→ **Your objective**
What lines of the data hold the string "const"? Pull each one out.

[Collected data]
◇ ◇ ◇ ◇ ◇ ◇ ◇

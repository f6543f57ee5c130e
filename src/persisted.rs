pub(crate) const STORE_RECORD_VERSION: u32 = 1;

pub const PLAYER_ID_KEY: &str = "cardroom.player_id";
pub const PLAYER_NAME_KEY: &str = "cardroom.player_name";
pub const PLAYER_FACE_KEY: &str = "cardroom.player_face";
pub const ROOM_ID_KEY: &str = "cardroom.room_id";

#[derive(Clone, Debug, PartialEq, Eq, rkyv::Archive, rkyv::Serialize, rkyv::Deserialize)]
pub(crate) struct StoreEntry {
    pub(crate) key: String,
    pub(crate) value: String,
}

#[derive(Clone, Debug, rkyv::Archive, rkyv::Serialize, rkyv::Deserialize)]
pub(crate) struct StoreRecord {
    pub(crate) version: u32,
    pub(crate) entries: Vec<StoreEntry>,
}

impl Default for StoreRecord {
    fn default() -> Self {
        Self {
            version: STORE_RECORD_VERSION,
            entries: Vec::new(),
        }
    }
}
use base64::{engine::general_purpose::URL_SAFE_NO_PAD, Engine as _};
use rand::RngCore;
use tracing::{debug, info, warn};

use cardroom_core::PlayerId;

use crate::error::StoreError;
use crate::persisted::{PLAYER_FACE_KEY, PLAYER_ID_KEY, PLAYER_NAME_KEY, ROOM_ID_KEY};
use crate::persisted_store::KeyValueStore;

const PLAYER_ID_BYTES: usize = 16;

#[derive(Clone, Debug, PartialEq, Eq)]
pub struct PlayerIdentity {
    pub id: PlayerId,
    pub name: String,
    pub face: Option<String>,
}

#[derive(Clone, Debug, PartialEq, Eq)]
pub struct SavedSession {
    pub room_id: String,
    pub name: String,
}

pub struct IdentityStore {
    store: Box<dyn KeyValueStore>,
    identity: PlayerIdentity,
}

impl IdentityStore {
    pub fn load_or_create(mut store: Box<dyn KeyValueStore>) -> Result<Self, StoreError> {
        let id = match store.get(PLAYER_ID_KEY).filter(|id| !id.trim().is_empty()) {
            Some(id) => id,
            None => {
                let id = generate_player_id();
                store.set(PLAYER_ID_KEY, &id)?;
                info!(player_id = %id, "generated player id");
                id
            }
        };
        let identity = PlayerIdentity {
            id,
            name: store.get(PLAYER_NAME_KEY).unwrap_or_default(),
            face: store.get(PLAYER_FACE_KEY),
        };
        Ok(Self { store, identity })
    }

    pub fn identity(&self) -> &PlayerIdentity {
        &self.identity
    }

    pub fn player_id(&self) -> &str {
        &self.identity.id
    }

    pub fn set_name(&mut self, name: &str) -> Result<(), StoreError> {
        let name = name.trim();
        if name == self.identity.name {
            return Ok(());
        }
        self.store.set(PLAYER_NAME_KEY, name)?;
        self.identity.name = name.to_string();
        Ok(())
    }

    pub fn set_face(&mut self, face: Option<&str>) -> Result<(), StoreError> {
        let face = face.map(str::trim).filter(|face| !face.is_empty());
        match face {
            Some(face) => self.store.set(PLAYER_FACE_KEY, face)?,
            None => self.store.remove(PLAYER_FACE_KEY)?,
        }
        self.identity.face = face.map(str::to_string);
        Ok(())
    }

    pub fn saved_room(&self) -> Option<String> {
        self.store
            .get(ROOM_ID_KEY)
            .filter(|room| !room.trim().is_empty())
    }

    pub fn saved_session(&self) -> Option<SavedSession> {
        let room_id = self.saved_room()?;
        if self.identity.name.is_empty() {
            return None;
        }
        Some(SavedSession {
            room_id,
            name: self.identity.name.clone(),
        })
    }

    pub fn remember_room(&mut self, room_id: &str) {
        if room_id.is_empty() || self.identity.name.is_empty() {
            return;
        }
        if self.saved_room().as_deref() == Some(room_id) {
            return;
        }
        match self.store.set(ROOM_ID_KEY, room_id) {
            Ok(()) => debug!(room_id, "remembered room"),
            Err(err) => warn!(room_id, %err, "failed to persist room id"),
        }
    }

    pub fn forget_room(&mut self) -> Result<(), StoreError> {
        self.store.remove(ROOM_ID_KEY)
    }
}

fn generate_player_id() -> PlayerId {
    let mut bytes = [0u8; PLAYER_ID_BYTES];
    rand::rng().fill_bytes(&mut bytes);
    URL_SAFE_NO_PAD.encode(bytes)
}

#[cfg(test)]
mod tests {
    use super::*;
    use crate::persisted_store::{FileStore, MemoryStore};

    #[test]
    fn generated_player_id_survives_reopen() {
        let nonce: u64 = rand::random();
        let path = std::env::temp_dir().join(format!("cardroom-identity-{nonce:016x}.bin"));
        let id = {
            let store = FileStore::open(&path).expect("open");
            let identity = IdentityStore::load_or_create(Box::new(store)).expect("load");
            assert_eq!(identity.player_id().len(), 22);
            identity.player_id().to_string()
        };
        let store = FileStore::open(&path).expect("reopen");
        let again = IdentityStore::load_or_create(Box::new(store)).expect("reload");
        assert_eq!(again.player_id(), id);
        let _ = std::fs::remove_file(&path);
    }

    #[test]
    fn saved_session_needs_room_and_name() {
        let mut store = IdentityStore::load_or_create(Box::new(MemoryStore::new())).expect("load");
        store.remember_room("ROOM1");
        assert_eq!(store.saved_session(), None, "no name yet, nothing remembered");

        store.set_name("  Bo ").expect("name");
        store.remember_room("ROOM1");
        assert_eq!(
            store.saved_session(),
            Some(SavedSession {
                room_id: "ROOM1".to_string(),
                name: "Bo".to_string(),
            })
        );

        store.forget_room().expect("forget");
        assert_eq!(store.saved_session(), None);
        assert_eq!(store.identity().name, "Bo");
    }

    #[test]
    fn face_can_be_cleared() {
        let mut store = IdentityStore::load_or_create(Box::new(MemoryStore::new())).expect("load");
        store.set_face(Some("cat")).expect("face");
        assert_eq!(store.identity().face.as_deref(), Some("cat"));
        store.set_face(Some("  ")).expect("blank face");
        assert_eq!(store.identity().face, None);
    }
}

◇ ◇ ◇ ◇ ◇ ◇ ◇

→ **Completed task**
pub(crate) const STORE_RECORD_VERSION: u32 = 1;
pub const PLAYER_ID_KEY: &str = "cardroom.player_id";
pub const PLAYER_NAME_KEY: &str = "cardroom.player_name";
pub const PLAYER_FACE_KEY: &str = "cardroom.player_face";
pub const ROOM_ID_KEY: &str = "cardroom.room_id";
const PLAYER_ID_BYTES: usize = 16;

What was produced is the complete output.